In comparison DSL has increased from 5.5Mb offered on average in 2008 to 5.7Mb today.
The increase in speed has been a major factor in the success of cable over the years. They've been able to offer customers much higher bandwidth for little or no corresponding increase in price. This has been one of the core elements in keeping them competitive.
Europe in particular has seen speeds increased by over 300 percent since early 2008 -- while the price declined over 8 percent in the same period. In contrast, North America prices have increased by 17 percent and speeds have only increased by about 66 percent.
Cable in the Asia-Pacific region is subject to significantly more competition, at least historically, from super high speed fiber-based broadband offerings.
"While there are fewer cable operators, they have been facing fiber competition for longer than their western counterparts.

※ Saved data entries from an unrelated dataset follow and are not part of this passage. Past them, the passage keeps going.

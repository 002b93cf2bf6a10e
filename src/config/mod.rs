//! Configuration module for News-Cacher
//!
//! This module handles loading, parsing, and validating TOML configuration files.
//!
//! # Example
//!
//! ```no_run
//! use news_cacher::config::load_config;
//! use std::path::Path;
//!
//! let config = load_config(Path::new("config.toml")).unwrap();
//! println!("Sources: {}", config.sources.len());
//! ```

mod parser;
mod types;
mod validation;

// Re-export types
pub use types::{
    Config, CrawlerConfig, OutputConfig, RemoteLogConfig, SourceConfig, UserAgentConfig,
};

// Re-export parser functions
pub use parser::{compute_config_hash, load_config, load_config_with_hash};
pub use validation::validate;
//! Grid cell model.
//!
//! # Responsibility
//! - Define the two cell variants stored per `(slot, track)` key.
//! - Provide borrowed views that resolve a secondary cell to its anchor.
//!
//! # Invariants
//! - Exactly one `Anchor` exists per placed item, keyed on its first track.
//! - A `Secondary` never owns its anchor; it holds an `AnchorId` into the
//!   table's anchor arena.
//! - An anchor cell is never removed once written; only its `columns` shrink.

use chrono::NaiveTime;
use serde::{Deserialize, Serialize};

/// Index of an anchor inside the table's anchor arena.
#[derive(Debug, Clone, Copy, PartialEq, Eq, Hash, PartialOrd, Ord, Serialize, Deserialize)]
pub struct AnchorId(pub(crate) usize);

impl AnchorId {
    /// Position in the arena, in placement order.
    pub fn index(self) -> usize {
        self.0
    }
}

/// Start of a placed item together with its span.
#[derive(Debug, Clone, PartialEq, Eq)]
pub struct Anchor<K, P> {
    /// Slot where the item starts.
    pub time: NaiveTime,
    /// First listed track; the anchor cell lives here.
    pub track: K,
    /// Caller payload (talk, break, keynote...).
    pub payload: P,
    /// Span in slots. Reduced in place when a later placement trims the item.
    pub columns: u32,
    /// Number of tracks occupied.
    pub rows: usize,
    /// Duration was derived from grid state instead of given.
    pub flex: bool,
}

/// Slot occupied by an item other than at its anchor key.
#[derive(Debug, Clone, PartialEq, Eq)]
pub struct Secondary<K> {
    pub time: NaiveTime,
    pub track: K,
    pub anchor: AnchorId,
    /// Copied from the anchor when the cell is created.
    pub flex: bool,
}

/// Occupant of one `(slot, track)` key.
#[derive(Debug, Clone, PartialEq, Eq)]
pub enum Cell<K> {
    Anchor(AnchorId),
    Secondary(Secondary<K>),
}

impl<K> Cell<K> {
    /// Anchor owning this cell (itself for the anchor variant).
    pub fn anchor_id(&self) -> AnchorId {
        match self {
            Self::Anchor(id) => *id,
            Self::Secondary(cell) => cell.anchor,
        }
    }
}

/// Read-only view of an occupied cell with its anchor resolved.
#[derive(Debug)]
pub enum CellView<'a, K, P> {
    Anchor(&'a Anchor<K, P>),
    Secondary {
        cell: &'a Secondary<K>,
        anchor: &'a Anchor<K, P>,
    },
}

impl<K, P> Clone for CellView<'_, K, P> {
    fn clone(&self) -> Self {
        *self
    }
}

impl<K, P> Copy for CellView<'_, K, P> {}

impl<'a, K, P> CellView<'a, K, P> {
    /// Slot this cell occupies.
    pub fn time(&self) -> NaiveTime {
        match self {
            Self::Anchor(anchor) => anchor.time,
            Self::Secondary { cell, .. } => cell.time,
        }
    }

    /// Track this cell occupies.
    pub fn track(&self) -> &'a K {
        match self {
            Self::Anchor(anchor) => &anchor.track,
            Self::Secondary { cell, .. } => &cell.track,
        }
    }

    pub fn anchor(&self) -> &'a Anchor<K, P> {
        match self {
            Self::Anchor(anchor) => anchor,
            Self::Secondary { anchor, .. } => anchor,
        }
    }

    pub fn payload(&self) -> &'a P {
        &self.anchor().payload
    }

    pub fn is_anchor(&self) -> bool {
        matches!(self, Self::Anchor(_))
    }
}
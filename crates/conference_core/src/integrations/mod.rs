//! Boundaries to external collaborators.
//!
//! # Responsibility
//! - Define the contracts the core consumes from ranking, feed, badge and
//!   mail collaborators.
//! - Keep process invocation and fallback policy out of the grid engine.
//!
//! # Invariants
//! - Ranking and feed failures degrade to an empty result at the boundary;
//!   they never propagate into callers building a report.

pub mod badge;
pub mod feed;
pub mod mail;
pub mod ranking;

use log::info;
use std::error::Error;
use std::fmt::{Display, Formatter};
use std::io::Write;
use std::path::Path;
use std::process::{Command, Output, Stdio};
use std::time::Instant;

pub type CollaboratorResult<T> = Result<T, CollaboratorError>;

/// Failure talking to an external collaborator.
#[derive(Debug)]
pub enum CollaboratorError {
    /// Process could not be started.
    Spawn {
        program: String,
        source: std::io::Error,
    },
    /// Local I/O while preparing or collecting a collaborator call.
    Io(std::io::Error),
    /// Process ran but exited unsuccessfully.
    ExitStatus {
        program: String,
        code: Option<i32>,
        stderr: String,
    },
    /// Input could not be serialized for the collaborator.
    Serialize(serde_json::Error),
    /// Collaborator reported a failure of its own.
    Unavailable(String),
}

impl Display for CollaboratorError {
    fn fmt(&self, f: &mut Formatter<'_>) -> std::fmt::Result {
        match self {
            Self::Spawn { program, source } => write!(f, "failed to start `{program}`: {source}"),
            Self::Io(err) => write!(f, "{err}"),
            Self::ExitStatus {
                program,
                code,
                stderr,
            } => match code {
                Some(code) => write!(f, "`{program}` exited with {code}: {stderr}"),
                None => write!(f, "`{program}` terminated by signal: {stderr}"),
            },
            Self::Serialize(err) => write!(f, "failed to serialize collaborator input: {err}"),
            Self::Unavailable(message) => write!(f, "collaborator unavailable: {message}"),
        }
    }
}

impl Error for CollaboratorError {
    fn source(&self) -> Option<&(dyn Error + 'static)> {
        match self {
            Self::Spawn { source, .. } => Some(source),
            Self::Io(err) => Some(err),
            Self::Serialize(err) => Some(err),
            Self::ExitStatus { .. } | Self::Unavailable(_) => None,
        }
    }
}

impl From<std::io::Error> for CollaboratorError {
    fn from(value: std::io::Error) -> Self {
        Self::Io(value)
    }
}

impl From<serde_json::Error> for CollaboratorError {
    fn from(value: serde_json::Error) -> Self {
        Self::Serialize(value)
    }
}

/// Runs `program` with `args`, feeding `input` on stdin.
///
/// Returns the captured output whatever the exit status; callers decide how
/// lenient to be.
pub(crate) fn run_with_stdin(
    program: &Path,
    args: &[String],
    input: Vec<u8>,
) -> CollaboratorResult<Output> {
    let started_at = Instant::now();
    let display = program.display().to_string();
    let mut child = Command::new(program)
        .args(args)
        .stdin(Stdio::piped())
        .stdout(Stdio::piped())
        .stderr(Stdio::piped())
        .spawn()
        .map_err(|source| CollaboratorError::Spawn {
            program: display.clone(),
            source,
        })?;

    // Why: a child that writes before draining stdin would deadlock against
    // a blocking write on this thread once its stdout pipe fills.
    let writer = child.stdin.take().map(|mut stdin| {
        std::thread::spawn(move || stdin.write_all(&input))
    });
    let output = child.wait_with_output()?;
    if let Some(writer) = writer {
        match writer.join() {
            Ok(Ok(())) => {}
            // Child exited without draining stdin; its exit status tells the story.
            Ok(Err(err)) if err.kind() == std::io::ErrorKind::BrokenPipe => {}
            Ok(Err(err)) => return Err(err.into()),
            Err(_) => {
                return Err(CollaboratorError::Unavailable(format!(
                    "stdin writer for `{display}` panicked"
                )))
            }
        }
    }

    info!(
        "event=collaborator_run module=integrations status={} program={} duration_ms={}",
        if output.status.success() { "ok" } else { "error" },
        display,
        started_at.elapsed().as_millis()
    );
    Ok(output)
}

/// Turns an unsuccessful exit into `CollaboratorError::ExitStatus`.
pub(crate) fn require_success(program: &Path, output: &Output) -> CollaboratorResult<()> {
    if output.status.success() {
        return Ok(());
    }
    Err(CollaboratorError::ExitStatus {
        program: program.display().to_string(),
        code: output.status.code(),
        stderr: String::from_utf8_lossy(&output.stderr).trim().to_string(),
    })
}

This means they were forced to increase the bandwidth offered years ago just to offer a realistic alternative. Now operators are casting around to see what else they can do," says Vanier.
The recent moves by Telstra, the Australian incumbent telco, which resulted in a significant price increase in the region may be a sign that they are looking at increasing ARPU, rather than relying on growth in new subscriber numbers. Perhaps that's why the Australian government has decided to introduce new competition.